2. A mere accounting or settlement between an insolvent debtor and creditor, not followed by any actual change or transfer of property, rights or credits, to the prejudice of other creditors, is not contrary to the bankrupt act [of 1867 (14 Stat. 517)], but the assignee of such debtor is not bound by such settlement, but may show that it is erroneous or fraudulent.

3. A preference will not bar the proof of a debt, unless it was given and received by the parties to such debt, and therefore where a creditor received a preference from the firm of A., B. & C., he is not barred from proving another debt against the firm of B. & C.

In bankruptcy. Objections to proof of debt.

William Strong, for assignee.

John W. Whalley and M. W. Feehheimer, for creditor.

DEADY, District Judge. On December 16, 1873, a petition in bankruptcy was filed in this court against C. B. Comstock & Co., on which they were adjudged bankrupts on January 23, 1874. Laidlaw & Gate proved a debt against the bankrupts of $24,406.30, gold coir., with interest from November 25, 1873, for money paid said Comstock & Co., on a contract to deliver said Laidlaw & Gate 10,000 quarters of wheat. Prior to June 10, 1874, a dividend of forty-three per cent was declared but not paid upon this claim, because on that day the assignee of the estate filed objections thereto, to the effect that on December 2, 1873, Comstock & Co. being insolvent and indebted to Laidlaw & Gate in the sum of $43,809.66, with interest, to give them a preference, and in fraud of the act, delivered to said Laidlaw & Gate, in part payment of said indebtedness, 9,268.96 centals of wheat worth about $19,403.30; and that said Laidlaw & Gate, at the time of said delivery, had reasonable cause to believe that Comstock & Co. were insolvent The answer of Laidlaw & Gate denies the allegations of the objections, and avers that these 9,286.96 centals of wheat were delivered to Laidlaw & Gate by Comstock & Co. between November 1 and 13, 1873, upon a contract made on August 29, 1873; and that between November 6 and 10, 1873, Laidlaw & Gate advanced Comstock & Co. $31,000, upon a contract to purchase and deliver 10,000 quarters of wheat, which Comstock & Co. wholly failed to perform.

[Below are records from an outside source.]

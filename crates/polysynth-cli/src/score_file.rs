//! JSON score files.
//!
//! ```json
//! {
//!   "bpm": 110,
//!   "seed": 7,
//!   "timbres": {
//!     "organ": {
//!       "harmonics": [
//!         {"relative_frequency": 1.0, "relative_amplitude": 1.0},
//!         {"relative_frequency": 2.0, "relative_amplitude": 0.5, "oscillator": "triangle"}
//!       ],
//!       "amplitude_envelope": {"attack": 0.02, "decay": 0.1, "sustain": 0.6, "release": 0.3}
//!     }
//!   },
//!   "lines": [{"timbre": "organ", "melody": "c4 c4 c4 d4 2*e4"}]
//! }
//! ```

use std::collections::BTreeMap;
use std::fs;
use std::path::{Path, PathBuf};
use std::sync::Arc;

use anyhow::{bail, Context, Result};
use polysynth_engine::{
    Effect, Playable, RenderConfig, Sample, SampleOptions, ScoreLine, Song, Timbre,
};
use serde::Deserialize;

fn one() -> f64 {
    1.0
}

/// A melody line played by a named timbre.
#[derive(Debug, Clone, Deserialize)]
#[serde(deny_unknown_fields)]
pub struct LineSpec {
    pub timbre: String,
    pub melody: String,
    #[serde(default)]
    pub effects: Vec<Effect>,
}

/// A WAV clip placed on the timeline.
#[derive(Debug, Clone, Deserialize)]
#[serde(deny_unknown_fields)]
pub struct SampleSpec {
    /// Clip path, relative to the score file.
    pub path: PathBuf,
    #[serde(default)]
    pub start: f64,
    /// Seconds skipped at the start of the clip.
    #[serde(default)]
    pub offset: f64,
    /// Seconds of the clip kept; all of it when absent.
    #[serde(default)]
    pub length: Option<f64>,
    #[serde(default = "one")]
    pub volume: f64,
    /// Semitones.
    #[serde(default)]
    pub transpose: f64,
    #[serde(default)]
    pub effects: Vec<Effect>,
}

/// Top-level score document.
#[derive(Debug, Clone, Deserialize)]
#[serde(deny_unknown_fields)]
pub struct ScoreFile {
    pub bpm: f64,
    #[serde(default)]
    pub seed: u32,
    #[serde(default = "one")]
    pub volume: f64,
    #[serde(default)]
    pub config: RenderConfig,
    #[serde(default)]
    pub timbres: BTreeMap<String, Timbre>,
    #[serde(default)]
    pub lines: Vec<LineSpec>,
    #[serde(default)]
    pub samples: Vec<SampleSpec>,
    /// Effects applied to the whole mix.
    #[serde(default)]
    pub effects: Vec<Effect>,
}

impl ScoreFile {
    /// Parses a score from JSON text.
    pub fn from_json(text: &str) -> Result<Self> {
        serde_json::from_str(text).context("invalid score JSON")
    }

    /// Reads and parses a score file.
    pub fn load(path: &Path) -> Result<Self> {
        let text = fs::read_to_string(path)
            .with_context(|| format!("failed to read score '{}'", path.display()))?;
        Self::from_json(&text).with_context(|| format!("in '{}'", path.display()))
    }

    /// Resolves timbre names into engine score lines.
    pub fn score_lines(&self) -> Result<Vec<ScoreLine>> {
        let timbres: BTreeMap<&str, Arc<Timbre>> = self
            .timbres
            .iter()
            .map(|(name, timbre)| (name.as_str(), Arc::new(timbre.clone())))
            .collect();

        self.lines
            .iter()
            .enumerate()
            .map(|(i, line)| {
                let Some(timbre) = timbres.get(line.timbre.as_str()) else {
                    bail!("line {i} uses unknown timbre '{}'", line.timbre);
                };
                Ok(ScoreLine::new(Arc::clone(timbre), line.melody.clone())
                    .with_effects(line.effects.clone()))
            })
            .collect()
    }

    /// Loads every clip, resolving paths against `base_dir`.
    pub fn sample_playables(&self, base_dir: &Path) -> Result<Vec<Playable>> {
        self.samples
            .iter()
            .map(|spec| {
                let path = base_dir.join(&spec.path);
                let options = SampleOptions {
                    offset: spec.offset,
                    duration: spec.length,
                };
                let sample = Sample::load(&path, &options, &self.config)
                    .with_context(|| format!("failed to load sample '{}'", path.display()))?
                    .transposed(spec.transpose)
                    .with_context(|| format!("failed to transpose '{}'", path.display()))?;
                Ok(Playable::sample(sample, spec.start)
                    .with_volume(spec.volume)
                    .with_effects(spec.effects.iter().cloned()))
            })
            .collect()
    }

    /// Builds the song: every line's notes plus every clip.
    pub fn build_song(&self, base_dir: &Path) -> Result<Song> {
        let mut playables = polysynth_engine::score::notes_from_lines(self.bpm, &self.score_lines()?)?;
        playables.extend(self.sample_playables(base_dir)?);

        let song = Song::new(playables)?
            .with_volume(self.volume)
            .with_effects(self.effects.clone())
            .with_seed(self.seed);
        Ok(song)
    }
}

After hearing the evidence and arguments of the parties, the register, Mr. H. H. North-up, on March 6, 1875, found the facts as follows: “On the twenty-ninth day of August, 1873, Laidlaw & Gate entered into a contract in writing with C. B. Comstock and Co. to purchase on joint account a cargo of from 4,000 to 5,000 quarters of wheat, the same being already sold by Laidlaw & Gate at $1.85 per cental, to whom the wheat purchased by Comstock & Co. was to be delivered, the net profit to be equally divided.” About the twelfth of September, 1873, a verbal contract was entered into between Laidlaw & Gate and Comstock & Co., or “rather an arrangement,” by which Laidlaw & Gate sold to the firm of Makin & Hubbak 10,000 quarters of wheat at $2.15 per cental. On, this contract no money was paid. On the thirtieth of October, 1873, Laidlaw & Gate requested and authorized in writing Comstock & Co. to purchase on their account 50,000 bushels of wheat at $1.80 per cental. The price was afterwards advanced to $1.90 per cental, Comstock reporting that he could not purchase at $1.80.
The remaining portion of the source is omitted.